Hopefully this helps.
Identity Management Systems
Identity Management System are often defined by trusted sources. These are the systems we rely on for a source of record for an individual. These are not really a single piece but a combination of systems designed to manage people.
Identity Data Trusted Source
This is data of people, typically found in your HR systems. They are wide ranging, and can be as simple as AD for a small organisation.
Authorization/Authentication Trusted Source
This is a system or systems which your organization uses for AAA. In many organizations, that is just Microsoft's Active Directory, however, there are several directory based services out there and larger organizations can have systems split into different sources.
Single Sign On
Most organizations that uses SSO within the organization likely uses some sort of Federated Identity Service which allows users to have a single ID across multiple AAA systems.
Modern Federated Services allow for both SAML and OAuth 2.0 communications. If you want to be technical, OAuth isn't targeted at Authentication, it's Authorization. It does provide a mechanism for Authentication Exchange, but that's not its intent.
SAML is on built for both, and is typical for Enterprise SSO services.
If these are custom applications, one standard I have added to my development work is JWT (JSON Web Tokens) which is not really SSO per-se, but more of a mechanism to enable SSO features in modern applications, but it can handle both Authentication and Authorization.

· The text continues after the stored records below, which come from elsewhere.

//! Authoritative log storage and snapshot reconciliation
//!
//! [`LogStore`] owns the session-bound view of the backend log: entries
//! with a backend-assigned position live in a position-keyed map, entries
//! that only ever arrive appended live in a receipt-ordered list, and a
//! guid/version cursor decides how each poll response is applied.
//!
//! Three application paths exist:
//! - **Session replacement**: the response's `log_guid` differs from an
//!   already-established one; the whole log is rebuilt from the response.
//! - **Incremental merge**: positioned entries overwrite their slot (the
//!   server is authoritative for it), unpositioned entries append.
//! - **Stale rejection**: a response reporting a version at or below the
//!   stored one is a duplicate or out-of-order reply; the log portion is
//!   ignored so state never rolls back.

use chrono::{DateTime, Utc};
use std::collections::BTreeMap;

use crate::gateway::wire::{LogItem, PollResponse};
use crate::types::LogEntry;

/// How a poll response was applied to the log.
#[derive(Debug, Clone, Copy, PartialEq, Eq)]
pub enum ApplyOutcome {
    /// Log identity changed; store rebuilt from this response alone
    Replaced {
        /// Entries in the rebuilt log
        entries: usize,
    },
    /// Entries merged into the existing log
    Merged {
        /// Entries written or appended
        merged: usize,
    },
    /// Response version at or below the stored one; log left untouched
    StaleLog,
    /// Empty entry list, no version advance; nothing to do
    Heartbeat,
}

/// The authoritative, session-bound log plus its sync cursor.
#[derive(Debug, Default)]
pub struct LogStore {
    /// Entries keyed by backend-assigned position
    sequenced: BTreeMap<u64, LogEntry>,
    /// Entries without a position, in receipt order
    appended: Vec<LogEntry>,
    /// Backend log identity; empty until first established
    guid: String,
    /// Highest backend-reported version seen; `None` until established
    version: Option<u64>,
}

impl LogStore {
    pub fn new() -> Self {
        Self::default()
    }

    /// Apply one poll response to the log, choosing replacement, merge,
    /// or rejection. Aux collections (contexts, notifications) are not
    /// handled here; see [`Tracker`](crate::engine::Tracker).
    pub fn apply(&mut self, response: &PollResponse, now: DateTime<Utc>) -> ApplyOutcome {
        let incoming_guid = response.log_guid.as_str();

        // Identity change with an established prior identity: the backend
        // replaced its log wholesale. Taken exactly once per switch.
        if !incoming_guid.is_empty() && !self.guid.is_empty() && incoming_guid != self.guid {
            let entries = self.rebuild(response, now);
            tracing::debug!(
                guid = incoming_guid,
                entries,
                "Log identity changed, store rebuilt"
            );
            return ApplyOutcome::Replaced { entries };
        }

        if !incoming_guid.is_empty() {
            self.guid = incoming_guid.to_string();
        }

        // Stale/duplicate guard: a reply reporting a version we already
        // hold (or older) must not touch the log. An empty reply at the
        // current version is the normal heartbeat.
        if let (Some(incoming), Some(current)) = (response.log_version, self.version) {
            if incoming <= current {
                return if response.logs.is_empty() {
                    ApplyOutcome::Heartbeat
                } else {
                    tracing::debug!(
                        incoming,
                        current,
                        "Ignoring stale log portion of poll response"
                    );
                    ApplyOutcome::StaleLog
                };
            }
        }

        let merged = self.merge_items(&response.logs, now);

        if let Some(incoming) = response.log_version {
            self.version = Some(self.version.map_or(incoming, |cur| cur.max(incoming)));
        }

        if merged == 0 {
            ApplyOutcome::Heartbeat
        } else {
            ApplyOutcome::Merged { merged }
        }
    }

    /// Discard everything and rebuild from a single response.
    fn rebuild(&mut self, response: &PollResponse, now: DateTime<Utc>) -> usize {
        self.sequenced.clear();
        self.appended.clear();
        self.merge_items(&response.logs, now);

        self.guid = response.log_guid.clone();
        // Adopted verbatim: a replacement legitimately restarts the counter.
        self.version = response.log_version;

        self.len()
    }

    /// Write positioned entries into their slot, append the rest.
    fn merge_items(&mut self, items: &[LogItem], now: DateTime<Utc>) -> usize {
        for item in items {
            match item.no {
                Some(no) => {
                    // Re-delivery of an already-held entry keeps its original
                    // receipt timestamp so relative display order stays stable.
                    let received_at = self
                        .sequenced
                        .get(&no)
                        .map(|existing| existing.received_at)
                        .unwrap_or(now);
                    self.sequenced.insert(no, entry_from_item(item, received_at));
                }
                None => self.appended.push(entry_from_item(item, now)),
            }
        }
        items.len()
    }

    /// Forget the session entirely (explicit context switch).
    pub fn reset(&mut self) {
        self.sequenced.clear();
        self.appended.clear();
        self.guid.clear();
        self.version = None;
    }

    /// Entries in authoritative order: positioned entries by position,
    /// then unpositioned entries in receipt order.
    pub fn entries(&self) -> impl Iterator<Item = &LogEntry> {
        self.sequenced.values().chain(self.appended.iter())
    }

    /// Cloned, ordered copy of the log for read-only consumers.
    pub fn to_vec(&self) -> Vec<LogEntry> {
        self.entries().cloned().collect()
    }

    pub fn len(&self) -> usize {
        self.sequenced.len() + self.appended.len()
    }

    pub fn is_empty(&self) -> bool {
        self.sequenced.is_empty() && self.appended.is_empty()
    }

    /// Current backend-reported version, if one has been established.
    pub fn version(&self) -> Option<u64> {
        self.version
    }

    /// Current log identity; empty until first established.
    pub fn guid(&self) -> &str {
        &self.guid
    }
}

/// Attach client-side fields to a wire entry at merge time.
fn entry_from_item(item: &LogItem, received_at: DateTime<Utc>) -> LogEntry {
    LogEntry {
        no: item.no,
        id: item.id.clone(),
        kind: item.kind.clone(),
        heading: item.heading.clone(),
        content: item.content.clone(),
        kvps: item.kvps.clone(),
        received_at,
        provisional: false,
    }
}

#[cfg(test)]
mod tests {
    use super::*;

    fn item(no: Option<u64>, content: &str) -> LogItem {
        LogItem {
            no,
            id: None,
            kind: "agent".to_string(),
            heading: None,
            content: Some(content.to_string()),
            kvps: None,
        }
    }

    fn response(guid: &str, version: Option<u64>, logs: Vec<LogItem>) -> PollResponse {
        PollResponse {
            log_guid: guid.to_string(),
            log_version: version,
            logs,
            ..Default::default()
        }
    }

    fn contents(store: &LogStore) -> Vec<String> {
        store
            .entries()
            .filter_map(|e| e.content.clone())
            .collect()
    }

    #[test]
    fn test_positioned_entries_merge_in_order() {
        let mut store = LogStore::new();
        let now = Utc::now();

        store.apply(
            &response("g", Some(1), vec![item(Some(0), "a"), item(Some(1), "b"), item(Some(4), "e")]),
            now,
        );
        store.apply(
            &response("g", Some(2), vec![item(Some(2), "c"), item(Some(3), "d")]),
            now,
        );

        assert_eq!(contents(&store), vec!["a", "b", "c", "d", "e"]);
        assert_eq!(store.version(), Some(2));
    }

    #[test]
    fn test_unpositioned_entries_append() {
        let mut store = LogStore::new();
        let now = Utc::now();

        store.apply(
            &response("g", Some(1), vec![item(Some(0), "a"), item(None, "tail")]),
            now,
        );

        assert_eq!(contents(&store), vec!["a", "tail"]);
    }

    #[test]
    fn test_server_overwrites_slot() {
        let mut store = LogStore::new();
        let now = Utc::now();

        store.apply(&response("g", Some(1), vec![item(Some(0), "draft")]), now);
        store.apply(&response("g", Some(2), vec![item(Some(0), "final")]), now);

        assert_eq!(contents(&store), vec!["final"]);
        assert_eq!(store.len(), 1);
    }

    #[test]
    fn test_redelivery_keeps_receipt_timestamp() {
        let mut store = LogStore::new();
        let first = Utc::now();
        let later = first + chrono::Duration::seconds(30);

        store.apply(&response("g", Some(1), vec![item(Some(0), "a")]), first);
        store.apply(&response("g", Some(2), vec![item(Some(0), "a2")]), later);

        let entry = store.entries().next().unwrap();
        assert_eq!(entry.content.as_deref(), Some("a2"));
        assert_eq!(entry.received_at, first);
    }

    #[test]
    fn test_stale_version_rejected() {
        let mut store = LogStore::new();
        let now = Utc::now();

        store.apply(&response("g", Some(5), vec![item(Some(0), "kept")]), now);
        let outcome = store.apply(&response("g", Some(4), vec![item(Some(0), "stale")]), now);

        assert_eq!(outcome, ApplyOutcome::StaleLog);
        assert_eq!(contents(&store), vec!["kept"]);
        assert_eq!(store.version(), Some(5));
    }

    #[test]
    fn test_duplicate_response_is_noop() {
        let mut store = LogStore::new();
        let now = Utc::now();
        let reply = response("g", Some(3), vec![item(Some(0), "a"), item(Some(1), "b")]);

        store.apply(&reply, now);
        let before = store.to_vec();
        let outcome = store.apply(&reply, now + chrono::Duration::seconds(5));

        assert_eq!(outcome, ApplyOutcome::StaleLog);
        assert_eq!(store.to_vec(), before);
    }

    #[test]
    fn test_heartbeat_changes_nothing() {
        let mut store = LogStore::new();
        let now = Utc::now();

        store.apply(&response("g", Some(3), vec![item(Some(0), "a")]), now);
        let before = store.to_vec();
        let outcome = store.apply(&response("g", Some(3), vec![]), now);

        assert_eq!(outcome, ApplyOutcome::Heartbeat);
        assert_eq!(store.to_vec(), before);
        assert_eq!(store.version(), Some(3));
    }

    #[test]
    fn test_guid_change_rebuilds() {
        let mut store = LogStore::new();
        let now = Utc::now();

        let many: Vec<LogItem> = (0..10).map(|i| item(Some(i), "old")).collect();
        store.apply(&response("guid-a", Some(20), many), now);
        assert_eq!(store.len(), 10);

        let outcome = store.apply(
            &response("guid-b", Some(2), vec![item(Some(0), "x"), item(Some(1), "y")]),
            now,
        );

        assert_eq!(outcome, ApplyOutcome::Replaced { entries: 2 });
        assert_eq!(contents(&store), vec!["x", "y"]);
        // Replacement legitimately adopts a lower version.
        assert_eq!(store.version(), Some(2));
        assert_eq!(store.guid(), "guid-b");
    }

    #[test]
    fn test_first_guid_is_adopted_without_rebuild() {
        let mut store = LogStore::new();
        let now = Utc::now();

        let outcome = store.apply(&response("guid-a", Some(1), vec![item(Some(0), "a")]), now);

        assert!(matches!(outcome, ApplyOutcome::Merged { merged: 1 }));
        assert_eq!(store.guid(), "guid-a");
    }

    #[test]
    fn test_missing_version_merges_without_advancing() {
        let mut store = LogStore::new();
        let now = Utc::now();

        store.apply(&response("g", Some(2), vec![item(Some(0), "a")]), now);
        store.apply(&response("g", None, vec![item(Some(1), "b")]), now);

        assert_eq!(contents(&store), vec!["a", "b"]);
        assert_eq!(store.version(), Some(2));
    }

    #[test]
    fn test_reset_clears_everything() {
        let mut store = LogStore::new();
        let now = Utc::now();

        store.apply(&response("g", Some(2), vec![item(Some(0), "a")]), now);
        store.reset();

        assert!(store.is_empty());
        assert_eq!(store.version(), None);
        assert_eq!(store.guid(), "");
    }
}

Common IDM systems Examples
- Oracle Identity Manager (Link)
- Sailpoint IdentityIQ Link
I work with both these systems. I have many reservations about them. Sailpoint is more modern, Oracle is, well, Oracle (Lots of ups/ LOTS of downs). I always think I could build a better one (which I might attempt for fun one day).
Do it yourself setups
Understand that IDM/IAM/IdAM (Or whatever abbr you want) are designed to provide a common set of administrative functions around people and access to resources. This includes being a central repository for identity access, role management, policy deployment, and provisioning/de-provisioning of resources. Wiki for reference.
Your actual goal sounds less like IDM and more like resource management, I.E something that is not achieved by these system specifically. A few things:
- You need to identify which systems are going to allow to authenticate and/or authorize resources.
- You should have a policy around future apps about their ability to authenticate to those systems.
I think you may want to start with Federated Services and research them. This will give you an understanding of what their purpose is. Most organizations looking at SSO at scale, are looking to Federated Services to simplify thing.
This is where the term Microsoft shop comes into play, so mentioned because all their apps are MS and can authenticate to AD. I've never been to an organization that had this but, kudos if you have that simplicity.
I will probably do all this through OAuth2 etc
-- thatetc.
covers a lot... what exactly do you mean by a deployment/design guide-- do you need a physical/logical architecture, a list of technologies/protocols/products, or both?